I turned back, finishing the job of closing up the chassis and setting the DVR system back up where it belonged.   As I did so, Sally, as I came to call her, rose up and put her paws on my back.  I knew from having many dogs in the past, that this wasn’t a gesture of kindness or playing.  It was dominance and my nerves kind of ratcheted up a bit.  We had no back.  No taser, no gun, no truncheon, nothing.  Just hands and hands bled.  I remained calm and turned, gently pushing Sally back to the ground, she tried again, and I spoke a little sternly.   She must have gotten the message because she backed off a little.  Courtney, meanwhile, was more nervous.  She was, in fact, kind of freaking out because she hadn’t noticed Sally until she’d gotten up on her hind legs to give me a “hug.”  I could feel the tension in the air and my own anxiety increasing.  I really didn’t want this dog to suddenly feel threatened and defend her territory.  We were in her house.  Her world.  She was boss here.

I patted Sally on the back, again admiring the solidity of her but also the smoothness and warmth.  She then turned and walked into the back office a little way.  Turning around, she looked at me and I saw an opportunity.  I reached for the knob of the door to the back office and began pulling the door closed.  Sally gently reached up with her jaws and took hold of the sleeve of my shirt.  I pulled back a little but she was holding it very tightly.

     Come play, Sally seemed to say.

     I can’t I’m working, I thought.  I need to get going.  Maybe some other time.

     Sally looked me in the eyes and I didn’t want to return the gaze long.  No sense in giving her the wrong impression.

     I want to show you my room, Sally’s eyes said.  Either that or I’m hungry.  I wasn’t really sure. 

I didn’t know if it would have been forever or just for a while.  As friendly as she was, Sally was a pit bull in a Motel owned by someone who needed her protection.  She was not going to be playful 100% of the time.

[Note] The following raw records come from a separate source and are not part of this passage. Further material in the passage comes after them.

//! Single-window facade.
//!
//! `NebulabunWindow` owns a `NativeSurface`, the window configuration and
//! the window's lifecycle state. A facade drives exactly one window:
//! `Unstarted → Running → Closed`, with no way back out of `Closed`.

use nebulabun_common::WindowError;
use nebulabun_config::WindowConfig;
use nebulabun_native::{NativeSurface, WindowHandle};

use crate::events::WindowEvents;

mod lifecycle;
mod runtime;
mod types;


pub use types::{ContentSource, WindowState};

/// The current window, driven through the native surface `S`.
pub struct NebulabunWindow<S: NativeSurface> {
    surface: S,
    config: WindowConfig,
    state: WindowState,
    events: WindowEvents,
    /// Selectors registered through `add_draggable_element`, in order.
    draggable: Vec<String>,
    /// Selectors registered through `add_clickable_element`, in order.
    clickable: Vec<String>,
}

impl<S: NativeSurface> NebulabunWindow<S> {
    pub fn new(surface: S, config: WindowConfig) -> Self {
        Self {
            surface,
            config,
            state: WindowState::Unstarted,
            events: WindowEvents::new(),
            draggable: Vec::new(),
            clickable: Vec::new(),
        }
    }

    /// A window with the default configuration (800×600, opaque).
    pub fn with_defaults(surface: S) -> Self {
        Self::new(surface, WindowConfig::default())
    }

    /// The configuration as supplied, plus any runtime changes.
    pub fn config(&self) -> &WindowConfig {
        &self.config
    }

    pub fn state(&self) -> WindowState {
        self.state
    }

    /// The live handle while running.
    pub fn handle(&self) -> Option<WindowHandle> {
        match self.state {
            WindowState::Running(handle) => Some(handle),
            _ => None,
        }
    }

    pub fn surface(&self) -> &S {
        &self.surface
    }

    /// Give back the surface adapter, e.g. to unload the library.
    pub fn into_surface(self) -> S {
        self.surface
    }

    pub fn events_mut(&mut self) -> &mut WindowEvents {
        &mut self.events
    }

    /// Merge `events` into the registered hooks.
    pub fn set_event_handlers(&mut self, events: WindowEvents) {
        self.events.merge(events);
    }

    pub fn draggable_selectors(&self) -> &[String] {
        &self.draggable
    }

    pub fn clickable_selectors(&self) -> &[String] {
        &self.clickable
    }

    fn require_running(&self) -> Result<WindowHandle, WindowError> {
        self.handle().ok_or(WindowError::NotRunning)
    }
}

impl<S: NativeSurface> std::fmt::Debug for NebulabunWindow<S> {
    fn fmt(&self, f: &mut std::fmt::Formatter<'_>) -> std::fmt::Result {
        f.debug_struct("NebulabunWindow")
            .field("config", &self.config)
            .field("state", &self.state)
            .field("events", &self.events)
            .field("draggable", &self.draggable)
            .field("clickable", &self.clickable)
            .finish_non_exhaustive()
    }
}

“She’s got my sleeve,” I said to Courtney, hoping my anxiety, which had now become more noticeable, wasn’t apparent in my voice.  Keep calm.  Keep calm.  It’s just a dog and she’s been friendly, I told himself. And then I was free. 

I remembered that dogs will lick their lips or turn away in order to defuse tension in other dogs.  I thought it possible that turning to say something to Courtney had indicated to Sally that I was trying to calm her down.  She may have gotten the message.  Something.  I pulled on the door slowly, Sally backed further into the back room and I was able to close the door completely.   I breathed a small sigh of relief.  I wasn’t terrified, but in such an unknown situation like this, and being so new to this world, a dog that was clearly a guard dog latched onto my sleeve was unnerving. I was relieved that I was able to contain things.  But I kind of felt bad, too.  Maybe Sally did just want to play.  Pit bull owners defend them as great dogs.  Sally did seem like a nice dog.  But I didn’t want to find out if it would go the other way.   That wasn’t in my job description.